Key Stage Three (Years 7, 8 and 9)
In Years 7, 8 and 9 pupils cover a range of topics and texts that enable them to improve their reading, writing, speaking and listening skills.
Pupils learn to appreciate a range of texts including poetry, prose, drama and non-fiction. They study texts from the English Literary Heritage as well as contemporary texts. In lessons, pupils are supported in exploring their personal interpretations of text in discussion and through their writing. Pupils learn to craft their own writing: as well as being imaginative, creative and willing to experiment with their writing, they are also taught to be clear, accurate writers. Lessons encourage active engagement and responsibility.
Independent reading for pleasure is a cornerstone of academic success as well as enjoyment and we make it our mission to try to put the right books into the hands of each student. We spend time choosing and discussing books together and expect all pupils to have a reading book ‘on the go’, which they read little and often at home, too. We do this in order to encourage a reading habit which will stay with them for life.
Key Stage Four (Year 10 and 11: GCSE)
At GCSE we follow the AQA syllabi: English Language and English Literature.

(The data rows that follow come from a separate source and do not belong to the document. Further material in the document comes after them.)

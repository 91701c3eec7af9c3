//! Client address types and node parsing.
//!
//! # Responsibilities
//! - Represent a client host (IP literal or hostname) with a port
//! - Parse `host[:port]` nodes as found in `for=` and `X-Forwarded-For`
//! - Parse port tokens from `X-Forwarded-Port`
//!
//! # Design Decisions
//! - Parsing never fails loudly: malformed input yields `None`
//! - IPv6 literals may be bracketed; brackets are stripped
//! - RFC 7239 `unknown` and obfuscated (`_foo`) nodes are not addresses

use std::fmt;
use std::net::{IpAddr, Ipv6Addr, SocketAddr};

use serde::{Serialize, Serializer};

/// Host part of a client address.
#[derive(Debug, Clone, PartialEq, Eq, Hash)]
pub enum Host {
    /// IPv4 or IPv6 literal.
    Ip(IpAddr),
    /// Hostname as written by the proxy (never resolved).
    Name(String),
}

impl Host {
    /// Parse an unbracketed host token.
    fn parse(token: &str) -> Option<Self> {
        if token.is_empty() {
            return None;
        }
        if let Ok(ip) = token.parse::<IpAddr>() {
            return Some(Host::Ip(ip));
        }
        if is_hostname(token) {
            return Some(Host::Name(token.to_string()));
        }
        None
    }

    /// Returns the IP literal, if this host is one.
    pub fn ip(&self) -> Option<IpAddr> {
        match self {
            Host::Ip(ip) => Some(*ip),
            Host::Name(_) => None,
        }
    }
}

impl fmt::Display for Host {
    fn fmt(&self, f: &mut fmt::Formatter<'_>) -> fmt::Result {
        match self {
            Host::Ip(ip) => write!(f, "{}", ip),
            Host::Name(name) => write!(f, "{}", name),
        }
    }
}

impl From<IpAddr> for Host {
    fn from(ip: IpAddr) -> Self {
        Host::Ip(ip)
    }
}

fn is_hostname(token: &str) -> bool {
    !token.starts_with('_')
        && !token.eq_ignore_ascii_case("unknown")
        && token
            .bytes()
            .all(|b| b.is_ascii_alphanumeric() || b == b'-' || b == b'.' || b == b'_')
}

/// A host and port pair.
///
/// Used both for the physical connection peer and for the resolved client.
#[derive(Debug, Clone, PartialEq, Eq, Hash)]
pub struct RemoteAddress {
    pub host: Host,
    pub port: u16,
}

impl RemoteAddress {
    pub fn new(host: Host, port: u16) -> Self {
        Self { host, port }
    }

    /// Convert to a socket address when the host is an IP literal.
    pub fn to_socket_addr(&self) -> Option<SocketAddr> {
        self.host.ip().map(|ip| SocketAddr::new(ip, self.port))
    }
}

impl From<SocketAddr> for RemoteAddress {
    fn from(addr: SocketAddr) -> Self {
        Self {
            host: Host::Ip(addr.ip()),
            port: addr.port(),
        }
    }
}

impl fmt::Display for RemoteAddress {
    fn fmt(&self, f: &mut fmt::Formatter<'_>) -> fmt::Result {
        match &self.host {
            Host::Ip(IpAddr::V6(ip)) => write!(f, "[{}]:{}", ip, self.port),
            host => write!(f, "{}:{}", host, self.port),
        }
    }
}

impl Serialize for RemoteAddress {
    fn serialize<S: Serializer>(&self, serializer: S) -> Result<S::Ok, S::Error> {
        serializer.collect_str(self)
    }
}

/// A parsed forwarding node whose port may still be missing.
#[derive(Debug, Clone, PartialEq, Eq)]
pub struct NodeAddress {
    pub host: Host,
    pub port: Option<u16>,
}

impl NodeAddress {
    /// Fill in the port, preferring this node's own.
    pub fn with_fallback_port(self, fallback: u16) -> RemoteAddress {
        RemoteAddress {
            host: self.host,
            port: self.port.unwrap_or(fallback),
        }
    }
}

/// Parse a port token. Anything but a decimal `u16` is absent.
pub fn parse_port(token: &str) -> Option<u16> {
    let token = token.trim();
    if token.is_empty() || !token.bytes().all(|b| b.is_ascii_digit()) {
        return None;
    }
    token.parse().ok()
}

/// Parse a `host[:port]` node.
///
/// Accepts `1.2.3.4`, `1.2.3.4:80`, `example.com:80`, `[::1]`, `[::1]:80`
/// and bare IPv6 literals. A malformed port drops only the port; a malformed
/// host drops the whole node.
pub fn parse_node(token: &str) -> Option<NodeAddress> {
    let token = token.trim();
    if token.is_empty() {
        return None;
    }

    if let Some(rest) = token.strip_prefix('[') {
        let close = rest.find(']')?;
        let ip: Ipv6Addr = rest[..close].parse().ok()?;
        let tail = &rest[close + 1..];
        let port = if tail.is_empty() {
            None
        } else {
            parse_port(tail.strip_prefix(':')?)
        };
        return Some(NodeAddress {
            host: Host::Ip(IpAddr::V6(ip)),
            port,
        });
    }

    if token.contains(']') {
        return None;
    }

    if let Ok(ip) = token.parse::<IpAddr>() {
        return Some(NodeAddress {
            host: Host::Ip(ip),
            port: None,
        });
    }

    match token.split_once(':') {
        // More than one colon without brackets and not a valid IPv6 literal.
        Some((_, port)) if port.contains(':') => None,
        Some((host, port)) => Some(NodeAddress {
            host: Host::parse(host.trim())?,
            port: parse_port(port),
        }),
        None => Some(NodeAddress {
            host: Host::parse(token)?,
            port: None,
        }),
    }
}

#[cfg(test)]
mod tests {
    use super::*;
    use std::net::Ipv4Addr;

    fn v4(a: u8, b: u8, c: u8, d: u8) -> Host {
        Host::Ip(IpAddr::V4(Ipv4Addr::new(a, b, c, d)))
    }

    #[test]
    fn parses_ipv4_with_and_without_port() {
        assert_eq!(
            parse_node("203.0.113.5"),
            Some(NodeAddress { host: v4(203, 0, 113, 5), port: None })
        );
        assert_eq!(
            parse_node(" 203.0.113.5:4711 "),
            Some(NodeAddress { host: v4(203, 0, 113, 5), port: Some(4711) })
        );
    }

    #[test]
    fn parses_bracketed_ipv6() {
        let ip: IpAddr = "2001:db8::1".parse().unwrap();
        assert_eq!(
            parse_node("[2001:db8::1]"),
            Some(NodeAddress { host: Host::Ip(ip), port: None })
        );
        assert_eq!(
            parse_node("[2001:db8::1]:8443"),
            Some(NodeAddress { host: Host::Ip(ip), port: Some(8443) })
        );
    }

    #[test]
    fn parses_bare_ipv6_without_mistaking_colons_for_port() {
        let node = parse_node("2001:db8:85a3::8a2e:370:7348").unwrap();
        assert_eq!(node.host, Host::Ip("2001:db8:85a3::8a2e:370:7348".parse().unwrap()));
        assert_eq!(node.port, None);
    }

    #[test]
    fn rejects_unbalanced_brackets() {
        assert_eq!(parse_node("[2001:db8::1"), None);
        assert_eq!(parse_node("2001:db8::1]"), None);
        assert_eq!(parse_node("[2001:db8::1]8080"), None);
        assert_eq!(parse_node("[1.2.3.4]"), None);
    }

    #[test]
    fn bad_port_keeps_host() {
        assert_eq!(
            parse_node("10.0.0.1:http"),
            Some(NodeAddress { host: v4(10, 0, 0, 1), port: None })
        );
        assert_eq!(
            parse_node("[::1]:99999").map(|n| n.port),
            Some(None)
        );
    }

    #[test]
    fn hostnames_are_accepted() {
        assert_eq!(
            parse_node("client.example.com:8080"),
            Some(NodeAddress {
                host: Host::Name("client.example.com".into()),
                port: Some(8080),
            })
        );
    }

    #[test]
    fn unknown_and_obfuscated_nodes_are_absent() {
        assert_eq!(parse_node("unknown"), None);
        assert_eq!(parse_node("UNKNOWN:80"), None);
        assert_eq!(parse_node("_hidden"), None);
        assert_eq!(parse_node("_hidden:_port"), None);
        assert_eq!(parse_node("   "), None);
        assert_eq!(parse_node("not a host"), None);
    }

    #[test]
    fn port_parsing() {
        assert_eq!(parse_port("8443"), Some(8443));
        assert_eq!(parse_port(" 0 "), Some(0));
        assert_eq!(parse_port("65535"), Some(65535));
        assert_eq!(parse_port("65536"), None);
        assert_eq!(parse_port("-1"), None);
        assert_eq!(parse_port("+80"), None);
        assert_eq!(parse_port("abc"), None);
        assert_eq!(parse_port(""), None);
    }

    #[test]
    fn display_brackets_ipv6() {
        let addr = RemoteAddress::from("[::1]:8080".parse::<SocketAddr>().unwrap());
        assert_eq!(addr.to_string(), "[::1]:8080");
        let addr = RemoteAddress::new(Host::Name("proxy.local".into()), 80);
        assert_eq!(addr.to_string(), "proxy.local:80");
        assert_eq!(addr.to_socket_addr(), None);
    }
}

The Language course covers the study of: how writers use narrative and descriptive techniques to engage the interest of readers; how writers have particular viewpoints and perspectives on issues or themes that are important to the way we think and live our lives; writing for different purposes; a spoken language presentation.
The Literature course entails the study of drama (including Shakespeare), poetry and prose; texts range from the 18th Century to modern day.
For some pupils, we will advise either following a Language only course or, ultimately, entering only the Language exam. This decision will always be explained to the student and the parent, and will be taken in the best interests of each student.
At A Level we follow the AQA English Literature syllabus A, entering students for the A level exams at the end of a two year course.
The course involves the study of a wide range of literature themed around ‘Love through the Ages’ and ‘The Modern World’. Students read extensively and are involved in a great deal of discussion of what they have read. Personal response is paramount to the course and students are taught the skills of language analysis to be able to explore how the writer has affected the reader.
Students are expected to be keen readers and competent writers in order to be able to cope with the demands of this course.